6" longer than the "A" and required a new crankcase front section, crankshaft, etc. Limited quantity built, and they were obsolete.

R-1340-A2:  (Experimental)

This engine had an ell head. When first designed, the head had a one-piece cast design, and the barrel was shrunk in. Later, this design was changed to two-piece design and the upper portion bolted on. The ell head eliminated the use of push rods and rockers. In their place, a special valve tappet arrangement was used. This engine did not go beyond the single cylinder stage.

R-1340-A3:  (Low head)

This engine was of small diameter having a low head which necessitated  shortening the master rod, link rod,  length of valve guides, pistons, etc. Superceded by R-1340-F series, below.


This engine was equipped with a four surface clutch which required a new rear crankshaft. Had a larger crankpin diameter than the "A." Floating 7:1 blower gears were used in the last of these engines.
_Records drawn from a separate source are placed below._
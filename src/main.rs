//! # RAG Harness CLI (`rag`)
//!
//! ## Usage
//!
//! ```bash
//! rag --config ./config/rag.toml <command>
//! ```
//!
//! ## Commands
//!
//! | Command | Description |
//! |---------|-------------|
//! | `rag init` | Create the SQLite database and run schema migrations |
//! | `rag stage <project> <paths>...` | Copy local files into the temp storage area |
//! | `rag ingest <project>` | Ingest staged (or named) documents |
//! | `rag query <project> "<question>"` | Answer a question from ingested documents |
//! | `rag history <session>` | Show or clear a session's chat log |
//! | `rag status <document_id>` | Show one document's metadata |
//! | `rag summary <project>` | Per-project document statistics |
//! | `rag delete <document_id>` | Remove a document's metadata and vectors |
//!
//! Logging is controlled by `RUST_LOG` and written to stderr.

use clap::{Parser, Subcommand};
use std::path::PathBuf;
use tracing_subscriber::EnvFilter;

use rag_harness::app::App;
use rag_harness::commands::{self, IngestArgs};
use rag_harness::config;
use rag_harness::rag::QueryRequest;

/// RAG Harness CLI: deduplicating ingestion and retrieval-augmented queries.
///
/// All commands accept a `--config` flag pointing to a TOML configuration
/// file. See `config/rag.example.toml` for a full example.
#[derive(Parser)]
#[command(name = "rag", version)]
struct Cli {
    /// Path to configuration file (TOML).
    #[arg(long, global = true, default_value = "./config/rag.toml")]
    config: PathBuf,

    #[command(subcommand)]
    command: Commands,
}

#[derive(Subcommand)]
enum Commands {
    /// Initialize the database schema. Safe to run repeatedly.
    Init,

    /// Copy local files or directories into the project's temp area.
    ///
    /// Directory contents keep their relative paths, which become the
    /// document locations used by `ingest`.
    Stage {
        project: String,
        #[arg(required = true)]
        paths: Vec<PathBuf>,
    },

    /// Ingest documents for a project.
    ///
    /// With no `--file`, every object staged under the project's temp
    /// prefix is ingested.
    Ingest {
        project: String,

        #[arg(long, default_value = "cli")]
        user: String,

        #[arg(long)]
        session: Option<String>,

        /// Document location relative to the project's temp prefix. Repeatable.
        #[arg(long = "file")]
        files: Vec<String>,

        #[arg(long)]
        ingest_source: Option<String>,

        #[arg(long)]
        source_path: Option<String>,

        /// Print the full batch result as JSON.
        #[arg(long)]
        json: bool,
    },

    /// Ask a question against a project's documents.
    Query {
        project: String,
        query: String,

        #[arg(long, default_value = "cli")]
        user: String,

        /// Chat session; history from earlier turns shapes the query.
        #[arg(long)]
        session: Option<String>,

        /// Number of sources to keep (overrides `retrieval.top_k`).
        #[arg(long)]
        top_k: Option<usize>,

        #[arg(long)]
        json: bool,
    },

    /// Show or clear the chat log of a session.
    History {
        session: String,

        #[arg(long, default_value = "20")]
        limit: usize,

        /// Delete every message in the session.
        #[arg(long)]
        clear: bool,

        #[arg(long)]
        json: bool,
    },

    /// Show a document's metadata and vector count.
    Status {
        document_id: String,

        /// Embedding model variant to show.
        #[arg(long)]
        model: Option<String>,

        #[arg(long)]
        json: bool,
    },

    /// Document counts, size and status breakdown for a project.
    Summary {
        project: String,

        #[arg(long)]
        json: bool,
    },

    /// Delete a document's metadata rows and vectors.
    Delete { document_id: String },
}

#[tokio::main]
async fn main() -> anyhow::Result<()> {
    tracing_subscriber::fmt()
        .with_env_filter(
            EnvFilter::try_from_default_env().unwrap_or_else(|_| EnvFilter::new("info")),
        )
        .with_writer(std::io::stderr)
        .init();

    let cli = Cli::parse();
    let cfg = config::load_config(&cli.config)?;

    if let Commands::Init = cli.command {
        return commands::run_init(&cfg).await;
    }

    let app = App::from_config(&cfg).await?;

    match cli.command {
        // Runs before the backends are built.
        Commands::Init => {}
        Commands::Stage { project, paths } => {
            commands::run_stage(&app, &project, &paths).await?;
        }
        Commands::Ingest {
            project,
            user,
            session,
            files,
            ingest_source,
            source_path,
            json,
        } => {
            let session = session.unwrap_or_else(|| commands::cli_session(&project, &user));
            let args = IngestArgs {
                project,
                user,
                session,
                files,
                ingest_source,
                source_path,
            };
            commands::run_ingest(&app, args, json).await?;
        }
        Commands::Query {
            project,
            query,
            user,
            session,
            top_k,
            json,
        } => {
            let session_id = session.unwrap_or_else(|| commands::cli_session(&project, &user));
            let request = QueryRequest {
                query,
                project_name: project,
                user_id: user,
                session_id,
                top_k,
            };
            commands::run_query(&app, request, json).await?;
        }
        Commands::History {
            session,
            limit,
            clear,
            json,
        } => {
            commands::run_history(&app, &session, limit, clear, json).await?;
        }
        Commands::Status {
            document_id,
            model,
            json,
        } => {
            commands::run_status(&app, &document_id, model.as_deref(), json).await?;
        }
        Commands::Summary { project, json } => {
            commands::run_summary(&app, &project, json).await?;
        }
        Commands::Delete { document_id } => {
            commands::run_delete(&app, &document_id).await?;
        }
    }

    Ok(())
}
Straight air scoop, hot spot with small "tees" and tubing were first used on this model. Nose section forged instead of cast. Blower and rear case were 10-vaned like the "A."


Plates were added to the clutch, making it a six surface unit. Cylinder barrels were fine finned. Cylinder heads were new, having vertical fins. Main cases were strengthened and a new cam with a forged pinion, external hydro-adjustable propeller mechanism, larger sump, new oil suction pipe, lead-bronze master rod bearing, rocker bearings in rocker, lengthened blower section, were improvements. Also a 7B carburetor was used.


Cowl bosses were added to the cylinder heads. Master rod was strengthened. One-piece lock type master rod bearings, small head diameter knuckle pins, new cam rim, hard pin crankshaft, larger oil drain pipe, angular grease fittings, seven-vaned rear section and oil regulator made optional with hot spot were improvements in this engine.


This engine was equipped with the Hasbrouck fuel injection system. This eliminated the carburetor. Only one or two of these engines were built. This type was superceded by the R-1340-D2, below.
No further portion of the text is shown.